Any warranty for visible defects shall be excluded as from the acceptance of the goods at the time of their delivery. If the goods display material and manufacturing defects, then the buyer shall have to inform Kozmoz thereof by registered letter, on the penalty of forfeiture, within a period of 8 days after the defect has been discovered. Kozmoz undertakes to repair or replace the goods, at its own discretion, on condition that its responsibility for the material or manufacturing defect has been proved. Kozmoz shall not be liable for damages under any circumstances. Kozmoz rejects any responsibility for damage resulting from any inappropriate use of the goods, for any damage cause to third parties and for any indirect damage caused by the use of the goods delivered.

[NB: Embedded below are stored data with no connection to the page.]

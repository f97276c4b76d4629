// Copyright 2025 LLM Perfbench Contributors
// SPDX-License-Identifier: Apache-2.0

//! Per-turn benchmark records.
//!
//! A [`TestResult`] is created once per turn and never mutated afterwards.
//! Inference failures are carried as [`InferenceOutcome::Failed`] rather than
//! zeroed metrics, so every accessor that reports a measurement returns
//! `Option`.

use serde::{Deserialize, Serialize};

/// Which scenario a turn belongs to.
#[derive(Debug, Clone, Copy, PartialEq, Eq, Hash, Serialize, Deserialize)]
#[serde(tag = "type", rename_all = "snake_case")]
pub enum TestKind {
    /// One-shot prompt with no prior history
    SingleTurn,
    /// Turn `turn` (1-based) of the multi-turn conversation
    MultiTurn {
        /// 1-based turn number
        turn: usize,
    },
}

impl TestKind {
    /// Human-readable label used in logs and summaries.
    pub fn label(&self) -> String {
        match self {
            TestKind::SingleTurn => "Single-turn".to_string(),
            TestKind::MultiTurn { turn } => format!("Multi-turn Turn {}", turn),
        }
    }

    /// Filesystem-friendly identifier used for generated code files.
    pub fn identifier(&self) -> String {
        match self {
            TestKind::SingleTurn => "single_turn".to_string(),
            TestKind::MultiTurn { turn } => format!("multi_turn_turn_{}", turn),
        }
    }
}

impl std::fmt::Display for TestKind {
    fn fmt(&self, f: &mut std::fmt::Formatter<'_>) -> std::fmt::Result {
        f.write_str(&self.label())
    }
}

/// System memory usage at one instant.
#[derive(Debug, Clone, Copy, Default, PartialEq, Serialize, Deserialize)]
pub struct MemorySnapshot {
    /// Used memory as a percentage of total
    pub percent: f64,
    /// Used memory in GB
    pub used_gb: f64,
}

/// Measurements taken around one inference request.
#[derive(Debug, Clone, PartialEq, Serialize, Deserialize)]
pub struct InferenceMetrics {
    /// Wall-clock request duration in seconds
    pub elapsed_secs: f64,
    /// Memory sampled immediately before the request
    pub memory_before: MemorySnapshot,
    /// Memory sampled immediately after the response
    pub memory_after: MemorySnapshot,
    /// Completion tokens per second (0 when usage is unavailable)
    pub token_speed: f64,
}

/// A successful chat completion.
#[derive(Debug, Clone, PartialEq, Serialize, Deserialize)]
pub struct Completion {
    /// Text of the first choice's message
    pub content: String,
    /// Completion token count reported by the server
    pub completion_tokens: Option<u64>,
    /// Timing and memory measurements
    pub metrics: InferenceMetrics,
}

/// Outcome of one inference request.
#[derive(Debug, Clone, PartialEq, Serialize, Deserialize)]
#[serde(tag = "status", rename_all = "snake_case")]
pub enum InferenceOutcome {
    /// The endpoint answered with a 2xx response
    Completed(Completion),
    /// The request failed (network error, non-2xx status, bad body)
    Failed {
        /// Failure description
        reason: String,
    },
}

impl InferenceOutcome {
    /// Create a failed outcome.
    pub fn failed(reason: impl Into<String>) -> Self {
        Self::Failed {
            reason: reason.into(),
        }
    }

    /// The completion, if the request succeeded.
    pub fn completion(&self) -> Option<&Completion> {
        match self {
            InferenceOutcome::Completed(completion) => Some(completion),
            InferenceOutcome::Failed { .. } => None,
        }
    }

    /// Whether the request succeeded.
    pub fn is_success(&self) -> bool {
        matches!(self, InferenceOutcome::Completed(_))
    }
}

/// Token speed: completion tokens divided by elapsed seconds.
///
/// Returns 0 when the count is missing or the elapsed time is not positive.
pub fn token_speed(completion_tokens: Option<u64>, elapsed_secs: f64) -> f64 {
    match completion_tokens {
        Some(tokens) if elapsed_secs > 0.0 => tokens as f64 / elapsed_secs,
        _ => 0.0,
    }
}

/// How running an extracted code block ended.
#[derive(Debug, Clone, PartialEq, Eq, Serialize, Deserialize)]
#[serde(tag = "outcome", rename_all = "snake_case")]
pub enum ExecutionStatus {
    /// Interpreter exited with status 0
    Succeeded,
    /// Interpreter exited with a nonzero status (or was killed by a signal)
    Failed {
        /// Exit code, when the process exited normally
        exit_code: Option<i32>,
    },
    /// The response held no fenced block with the configured language tag
    NoCodeBlock,
    /// The interpreter ran past the timeout and was killed
    TimedOut,
    /// The interpreter executable could not be found
    InterpreterNotFound,
    /// Any other error while preparing or running the interpreter
    Errored,
}

impl std::fmt::Display for ExecutionStatus {
    fn fmt(&self, f: &mut std::fmt::Formatter<'_>) -> std::fmt::Result {
        match self {
            ExecutionStatus::Succeeded => write!(f, "succeeded"),
            ExecutionStatus::Failed {
                exit_code: Some(code),
            } => write!(f, "failed (exit code {})", code),
            ExecutionStatus::Failed { exit_code: None } => write!(f, "failed (terminated)"),
            ExecutionStatus::NoCodeBlock => write!(f, "no code block found"),
            ExecutionStatus::TimedOut => write!(f, "timed out"),
            ExecutionStatus::InterpreterNotFound => write!(f, "interpreter not found"),
            ExecutionStatus::Errored => write!(f, "execution error"),
        }
    }
}

/// Result of extracting and running the code in one response.
#[derive(Debug, Clone, PartialEq, Eq, Serialize, Deserialize)]
pub struct CodeExecution {
    /// How execution ended
    pub status: ExecutionStatus,
    /// Trimmed standard output
    pub output: String,
    /// Trimmed standard error, or a description of the execution failure
    pub error: String,
}

impl CodeExecution {
    /// Outcome for a response without a matching code block.
    pub fn no_code_block() -> Self {
        Self {
            status: ExecutionStatus::NoCodeBlock,
            output: String::new(),
            error: String::new(),
        }
    }

    /// Whether the code ran and exited with status 0.
    pub fn success(&self) -> bool {
        self.status == ExecutionStatus::Succeeded
    }
}

/// Record of one benchmark turn.
#[derive(Debug, Clone, PartialEq, Serialize, Deserialize)]
pub struct TestResult {
    /// Model identifier sent to the endpoint
    pub model: String,
    /// Endpoint URL
    pub endpoint: String,
    /// Scenario and turn
    pub kind: TestKind,
    /// Prompt sent on this turn
    pub prompt: String,
    /// Inference outcome
    pub inference: InferenceOutcome,
    /// Code execution result; absent when the request failed
    #[serde(skip_serializing_if = "Option::is_none")]
    pub code_execution: Option<CodeExecution>,
}

impl TestResult {
    /// Whether the inference request succeeded.
    pub fn success(&self) -> bool {
        self.inference.is_success()
    }

    /// Inference duration in seconds, for successful turns.
    pub fn inference_secs(&self) -> Option<f64> {
        self.inference
            .completion()
            .map(|c| c.metrics.elapsed_secs)
    }

    /// Token speed, for successful turns.
    pub fn token_speed(&self) -> Option<f64> {
        self.inference.completion().map(|c| c.metrics.token_speed)
    }

    /// Response text, empty for failed turns.
    pub fn response_content(&self) -> &str {
        self.inference
            .completion()
            .map(|c| c.content.as_str())
            .unwrap_or("")
    }

    /// Failure reason, for failed turns.
    pub fn failure_reason(&self) -> Option<&str> {
        match &self.inference {
            InferenceOutcome::Failed { reason } => Some(reason),
            InferenceOutcome::Completed(_) => None,
        }
    }
}

#[cfg(test)]
mod tests {
    use super::*;

    fn completed(elapsed_secs: f64, tokens: Option<u64>) -> InferenceOutcome {
        InferenceOutcome::Completed(Completion {
            content: "done".to_string(),
            completion_tokens: tokens,
            metrics: InferenceMetrics {
                elapsed_secs,
                memory_before: MemorySnapshot::default(),
                memory_after: MemorySnapshot::default(),
                token_speed: token_speed(tokens, elapsed_secs),
            },
        })
    }

    #[test]
    fn test_kind_labels_and_identifiers() {
        assert_eq!(TestKind::SingleTurn.label(), "Single-turn");
        assert_eq!(TestKind::SingleTurn.identifier(), "single_turn");
        assert_eq!(TestKind::MultiTurn { turn: 2 }.label(), "Multi-turn Turn 2");
        assert_eq!(
            TestKind::MultiTurn { turn: 2 }.identifier(),
            "multi_turn_turn_2"
        );
    }

    #[test]
    fn test_token_speed_without_usage_is_zero() {
        assert_eq!(token_speed(None, 2.0), 0.0);
    }

    #[test]
    fn test_token_speed_with_non_positive_elapsed_is_zero() {
        assert_eq!(token_speed(Some(100), 0.0), 0.0);
        assert_eq!(token_speed(Some(100), -1.0), 0.0);
    }

    #[test]
    fn test_token_speed() {
        assert_eq!(token_speed(Some(100), 2.0), 50.0);
    }

    #[test]
    fn test_failed_result_has_no_metrics() {
        let result = TestResult {
            model: "m".to_string(),
            endpoint: "http://localhost:1".to_string(),
            kind: TestKind::SingleTurn,
            prompt: "p".to_string(),
            inference: InferenceOutcome::failed("connection refused"),
            code_execution: None,
        };
        assert!(!result.success());
        assert_eq!(result.inference_secs(), None);
        assert_eq!(result.token_speed(), None);
        assert_eq!(result.response_content(), "");
        assert_eq!(result.failure_reason(), Some("connection refused"));
    }

    #[test]
    fn test_completed_result_accessors() {
        let result = TestResult {
            model: "m".to_string(),
            endpoint: "http://localhost:1".to_string(),
            kind: TestKind::MultiTurn { turn: 1 },
            prompt: "p".to_string(),
            inference: completed(4.0, Some(100)),
            code_execution: Some(CodeExecution::no_code_block()),
        };
        assert!(result.success());
        assert_eq!(result.inference_secs(), Some(4.0));
        assert_eq!(result.token_speed(), Some(25.0));
        assert_eq!(result.response_content(), "done");
        assert!(!result.code_execution.unwrap().success());
    }

    #[test]
    fn test_no_code_block_execution() {
        let execution = CodeExecution::no_code_block();
        assert!(!execution.success());
        assert_eq!(execution.output, "");
        assert_eq!(execution.status.to_string(), "no code block found");
    }
}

Any claims for possible warranties shall be suspended for as long as the buyer has not complied with his obligations of payment. The buyer shall not have the right of retaining payment in part or entirely with the argument that Kozmoz has failed to comply with its warranty obligation as yet or in full.

13. SECRECY

Unless Kozmoz has approved in advance and in writing, the buyer shall not make available any information and data supports provided to him by Kozmoz to any third parties and he shall disclose such information to his personnel members only, and to the extent where this is necessary, where third parties have to provide services as agreed. The buyer shall commit his personnel members to observe this secrecy clause.

14. JURISDICTION

Any and all disputes in connection with the agreement concluded shall be governed by the laws of Belgium. The Courts of Brussels alone shall have jurisdiction and, as the case may be, the Justice of the Peace in Mechelen, where any such disputes are concerned. The seller alone may act contrary to this stipulation.